(2 of 3)
Infidels is prime Dylan, but the master of simple love songs, Paul McCartney, is his own worst enemy on Pipes of Peace (Columbia). After last year's superb Tug of War, McCartney returns to his deep-pile pop and sinks without a trace. Some of this material was apparently intended for Tug of War; it would have been kinder to McCartney's reputation if the stuff had stayed on file. You have to be very good indeed to survive lyrics like "I know I was a crazy fool/ For treating you the way I did/ But something took hold of me/ And I acted like a dustbin lid." There are two collaborations with Michael Jackson, the wonder boy of mainstream soul, that sound peppy only by comparison with the rest of the record, which may be remembered as the album that asked (in Keep Under Cover) the question "What good is butter if you haven't got bread?/ What good is art when it hurts your head?" No headaches here.
Undercover (Rolling Stones/Atlantic) begins with the Rolling Stones doing a kind of ghetto-blaster version of Sympathy for the Devil called Undercover of the Night. Like much of the best Stones stuff, this song is a dance through a nightmare, behind a slick, heavy beat that is unmistakably contemporary and irresistibly funky. The lyrics make scary references to "100,000 disparus lost in the jails in South America" and "The smell of sex/ The smell of suicide." Undercover of the Night launches two sides of grizzly humor, humid sexuality and gut-level rock.
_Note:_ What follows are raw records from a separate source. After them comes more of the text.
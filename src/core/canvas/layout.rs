//! Structural canvas layout
//!
//! Every element except the module root becomes a node. A node's row is its nesting depth
//! plus the call band it falls in among its siblings: siblings called by other siblings sit
//! in lower bands. Each sibling is allocated the full width of its subtree, so subtrees
//! never share horizontal space and bands never share rows.

use std::collections::{HashMap, HashSet};
use tracing::debug;

use crate::config::LayoutConfig;
use crate::core::call_graph::CallGraph;
use crate::core::model::{CodeElement, ElementKind};
use crate::error::Result;
use super::dimensions::measure;
use super::document::{short_hash, CanvasDocument, CanvasNode, Palette};

/// Id of the shared sink for unresolved calls
pub const EXTERNAL_NODE_ID: &str = "external_calls";

/// Node id for an element id
pub fn node_id(element_id: &str) -> String {
    format!("n_{}", short_hash(element_id))
}

/// Per-element layout plan computed bottom-up before placement
struct Plan {
    text: String,
    size: (i64, i64),
    /// Child indices grouped by call band, each band in source order
    bands: Vec<Vec<usize>>,
    /// Rows used by the tallest subtree of each band
    band_rows: Vec<usize>,
    /// Allocated subtree width
    width: i64,
    /// Rows used by this element and its subtree
    rows: usize,
}

pub struct StructuralLayout<'a> {
    config: &'a LayoutConfig,
    palette: &'a Palette,
}

impl<'a> StructuralLayout<'a> {
    pub fn new(config: &'a LayoutConfig, palette: &'a Palette) -> Self {
        Self { config, palette }
    }

    /// Lay out one tree and its call graph
    pub fn build(&self, root: &CodeElement, graph: &CallGraph) -> Result<CanvasDocument> {
        let edges: HashSet<(&str, &str)> = graph
            .unique_edges()
            .into_iter()
            .map(|e| (e.caller.as_str(), e.callee.as_str()))
            .collect();

        let mut plans = HashMap::new();
        self.plan(root, true, graph, &edges, &mut plans);

        let mut document = CanvasDocument::new();
        let mut node_ids: HashMap<&str, String> = HashMap::new();
        self.place_children(root, 0, 0, &plans, &mut document, &mut node_ids)?;

        for edge in graph.unique_edges() {
            if let (Some(from), Some(to)) = (node_ids.get(edge.caller.as_str()), node_ids.get(edge.callee.as_str())) {
                let color = document.node(from).map(|n| n.color).unwrap_or(self.palette.function);
                document.connect(from, to, color, None)?;
            }
        }

        self.add_external_sink(graph, &node_ids, &mut document)?;
        document.validate()?;

        debug!(
            "Laid out {}: {} nodes, {} edges",
            root.name,
            document.nodes.len(),
            document.edges.len()
        );
        Ok(document)
    }

    fn plan<'t>(
        &self,
        element: &'t CodeElement,
        is_root: bool,
        graph: &CallGraph,
        edges: &HashSet<(&str, &str)>,
        plans: &mut HashMap<&'t str, Plan>,
    ) {
        for child in &element.children {
            self.plan(child, false, graph, edges, plans);
        }

        let bands = sibling_bands(&element.children, edges);
        let mut band_rows = Vec::with_capacity(bands.len());
        let mut children_width = 0;
        for band in &bands {
            let member_plans: Vec<&Plan> = band.iter().filter_map(|&i| plans.get(element.children[i].id.as_str())).collect();
            let width: i64 = member_plans.iter().map(|p| p.width).sum::<i64>()
                + self.config.gutter * (member_plans.len() as i64 - 1).max(0);
            children_width = children_width.max(width);
            band_rows.push(member_plans.iter().map(|p| p.rows).max().unwrap_or(0));
        }
        let children_rows: usize = band_rows.iter().sum();

        let (text, size) = if is_root {
            (String::new(), (0, 0))
        } else {
            let text = self.node_text(element, graph);
            let size = measure(&text, self.config);
            (text, size)
        };

        let (width, rows) = if is_root {
            (children_width, children_rows)
        } else {
            (size.0.max(children_width), 1 + children_rows)
        };

        plans.insert(
            element.id.as_str(),
            Plan {
                text,
                size,
                bands,
                band_rows,
                width,
                rows,
            },
        );
    }

    fn place<'t>(
        &self,
        element: &'t CodeElement,
        x: i64,
        row: usize,
        plans: &HashMap<&'t str, Plan>,
        document: &mut CanvasDocument,
        node_ids: &mut HashMap<&'t str, String>,
    ) -> Result<()> {
        let Some(plan) = plans.get(element.id.as_str()) else {
            return Ok(());
        };

        let id = node_id(&element.id);
        document.add_node(CanvasNode::text(
            id.clone(),
            x,
            row as i64 * self.config.row_height,
            plan.size,
            self.palette.for_kind(element.kind),
            plan.text.clone(),
        ))?;
        node_ids.insert(element.id.as_str(), id);

        self.place_children(element, x, row + 1, plans, document, node_ids)
    }

    fn place_children<'t>(
        &self,
        parent: &'t CodeElement,
        x0: i64,
        row0: usize,
        plans: &HashMap<&'t str, Plan>,
        document: &mut CanvasDocument,
        node_ids: &mut HashMap<&'t str, String>,
    ) -> Result<()> {
        let Some(plan) = plans.get(parent.id.as_str()) else {
            return Ok(());
        };

        let mut row = row0;
        for (band, band_rows) in plan.bands.iter().zip(&plan.band_rows) {
            let mut x = x0;
            for &index in band {
                let child = &parent.children[index];
                self.place(child, x, row, plans, document, node_ids)?;
                x += plans.get(child.id.as_str()).map_or(0, |p| p.width) + self.config.gutter;
            }
            row += band_rows;
        }
        Ok(())
    }

    /// One sink node listing distinct unresolved names, one labeled edge per name
    fn add_external_sink(
        &self,
        graph: &CallGraph,
        node_ids: &HashMap<&str, String>,
        document: &mut CanvasDocument,
    ) -> Result<()> {
        let mut seen = HashSet::new();
        let targets: Vec<(&str, &String)> = graph
            .unresolved
            .iter()
            .filter_map(|u| node_ids.get(u.caller.as_str()).map(|node| (u.name.as_str(), node)))
            .filter(|(name, _)| seen.insert(*name))
            .collect();

        if targets.is_empty() {
            return Ok(());
        }

        let mut text = String::from("### External calls");
        for (name, _) in &targets {
            text.push_str(&format!("\n- `{}`", name));
        }
        let size = measure(&text, self.config);
        let x = document.max_x() + self.config.gutter;
        document.add_node(CanvasNode::text(EXTERNAL_NODE_ID, x, 0, size, self.palette.external, text))?;

        for (name, caller) in targets {
            document.connect(caller, EXTERNAL_NODE_ID, self.palette.external, Some(name.to_string()))?;
        }
        Ok(())
    }

    /// Markup shown inside an element's node
    fn node_text(&self, element: &CodeElement, graph: &CallGraph) -> String {
        let mut lines = Vec::new();

        if element.kind == ElementKind::Variable {
            let mut line = format!("**{}**", element.name);
            if let Some(hint) = &element.return_type {
                line.push_str(&format!(": {}", hint));
            }
            lines.push(line);
        } else {
            let prefix = if element.is_async { "async " } else { "" };
            lines.push(format!("### {}{}", prefix, element.name));
        }

        if self.config.show_params && element.kind.is_callable() {
            let visible: Vec<String> = element
                .parameters
                .iter()
                .filter(|p| p.name != "self" && p.name != "cls")
                .map(|p| p.display())
                .collect();
            if !visible.is_empty() {
                let mut shown: Vec<String> = visible.iter().take(self.config.max_params).cloned().collect();
                if visible.len() > self.config.max_params {
                    shown.push("…".to_string());
                }
                lines.push(format!("({})", shown.join(", ")));
            }
        }

        if let Some(return_type) = element.return_type.as_ref().filter(|_| element.kind.is_callable()) {
            lines.push(format!("→ {}", return_type));
        }

        if element.kind == ElementKind::Class && !element.base_classes.is_empty() {
            lines.push(format!("extends {}", element.base_classes.join(", ")));
        }

        if self.config.show_docstrings {
            if let Some(first_line) = element.docstring.as_deref().and_then(|d| d.lines().next()) {
                let excerpt = truncate(first_line.trim(), self.config.docstring_chars);
                if !excerpt.is_empty() {
                    lines.push(format!("*{}*", excerpt));
                }
            }
        }

        for api in graph.api_calls_for(&element.id) {
            let mut line = format!("`{} {}`", api.method, api.path);
            if let Some(endpoint) = &api.matched_endpoint {
                line.push_str(&format!(" → {}", endpoint));
            }
            lines.push(line);
        }

        lines.join("\n")
    }
}

fn truncate(text: &str, max_chars: usize) -> String {
    if text.chars().count() <= max_chars {
        text.to_string()
    } else {
        let mut cut: String = text.chars().take(max_chars.saturating_sub(1)).collect();
        cut.push('…');
        cut
    }
}

/// Group siblings into call bands. A sibling's band is one more than the highest band of
/// the siblings calling it; back edges found by a source-order DFS are ignored.
fn sibling_bands(children: &[CodeElement], edges: &HashSet<(&str, &str)>) -> Vec<Vec<usize>> {
    let n = children.len();
    if n == 0 {
        return Vec::new();
    }

    let index: HashMap<&str, usize> = children.iter().enumerate().map(|(i, c)| (c.id.as_str(), i)).collect();
    let mut calls: Vec<Vec<usize>> = vec![Vec::new(); n];
    for &(caller, callee) in edges {
        if let (Some(&i), Some(&j)) = (index.get(caller), index.get(callee)) {
            if i != j {
                calls[i].push(j);
            }
        }
    }
    for targets in &mut calls {
        targets.sort_unstable();
        targets.dedup();
    }

    // 0 = unvisited, 1 = on stack, 2 = done
    let mut state = vec![0u8; n];
    let mut back_edges = HashSet::new();
    for start in 0..n {
        if state[start] == 0 {
            mark_back_edges(start, &calls, &mut state, &mut back_edges);
        }
    }

    let mut callers: Vec<Vec<usize>> = vec![Vec::new(); n];
    for (i, targets) in calls.iter().enumerate() {
        for &j in targets {
            if !back_edges.contains(&(i, j)) {
                callers[j].push(i);
            }
        }
    }

    let mut memo: Vec<Option<usize>> = vec![None; n];
    let bands: Vec<usize> = (0..n).map(|i| band_of(i, &callers, &mut memo)).collect();

    let band_count = bands.iter().max().map_or(0, |b| b + 1);
    let mut grouped = vec![Vec::new(); band_count];
    for (i, band) in bands.into_iter().enumerate() {
        grouped[band].push(i);
    }
    grouped
}

fn mark_back_edges(node: usize, calls: &[Vec<usize>], state: &mut [u8], back_edges: &mut HashSet<(usize, usize)>) {
    state[node] = 1;
    for &next in &calls[node] {
        match state[next] {
            0 => mark_back_edges(next, calls, state, back_edges),
            1 => {
                back_edges.insert((node, next));
            }
            _ => {}
        }
    }
    state[node] = 2;
}

fn band_of(node: usize, callers: &[Vec<usize>], memo: &mut [Option<usize>]) -> usize {
    if let Some(band) = memo[node] {
        return band;
    }
    let band = callers[node]
        .iter()
        .map(|&caller| band_of(caller, callers, memo) + 1)
        .max()
        .unwrap_or(0);
    memo[node] = Some(band);
    band
}
use std::path::PathBuf;
use thiserror::Error;

/// Main error type for codecanvas operations
#[derive(Error, Debug)]
pub enum CanvasError {
    #[error("Configuration error: {0}")]
    Config(String),

    #[error("Parse error in {path}: {reason}")]
    Parse { path: PathBuf, reason: String },

    #[error("Normalization error in {path}: {reason}")]
    Normalization { path: PathBuf, reason: String },

    #[error("Layout error: {0}")]
    Layout(String),

    #[error("Analysis collaborator error: {0}")]
    Collaborator(#[from] CollaboratorError),

    #[error("IO error: {0}")]
    Io(#[from] std::io::Error),

    #[error("Serialization error: {0}")]
    Serialization(#[from] serde_json::Error),

    #[error("Unsupported file type: {0}")]
    UnsupportedLanguage(String),

    #[error("Entrypoint not found: {0}")]
    EntrypointNotFound(String),

    #[error("Operation cancelled")]
    Cancelled,
}

/// Failures reported by the external flow-analysis service
#[derive(Error, Debug, Clone, PartialEq, Eq)]
pub enum CollaboratorError {
    #[error("authentication failed: {0}")]
    Auth(String),

    #[error("rate limited: {0}")]
    RateLimit(String),

    #[error("timed out: {0}")]
    Timeout(String),

    #[error("malformed response: {0}")]
    MalformedResponse(String),
}

impl CollaboratorError {
    /// Transient failures are worth exactly one retry
    pub fn is_transient(&self) -> bool {
        matches!(self, Self::RateLimit(_) | Self::Timeout(_))
    }
}

pub type Result<T> = std::result::Result<T, CanvasError>;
The song titlesToo Much Blood, She Was
Hot, Tie You Up (The Pain of Love)promise the band at its naughtiest and nastiest, but Mick Jagger and Keith Richards are delighting here in twisting their band's carefully cultivated bad-boy image into a tight knot. All the Way Down takes a typically randy, amoral Stones musical protagonist and sets him up against a woman who is more than just his match. Undercover is a rough-and-tumble reminder that, as Jagger sings in It Must Be Hell, "The strength of darkness still abides."
Like 1981's Tattoo You, it confirms that the Stones, in hearty middle age as a band, are on a fresh roll. "Negotiations and love songs," Paul Simon observes, "are often mistaken for one and the same."
Anyone capable of such a misperception might also pardonably take Simon for the best musical litigator in the business. Hearts and Bones (Warner Bros.), an album of old and lost love, shattered dreams and delicate possibilities, is rueful, mature, self-mocking and hauntingly melodic in a way that is supposed to get rock in trouble: too far from the street, too close to the stage.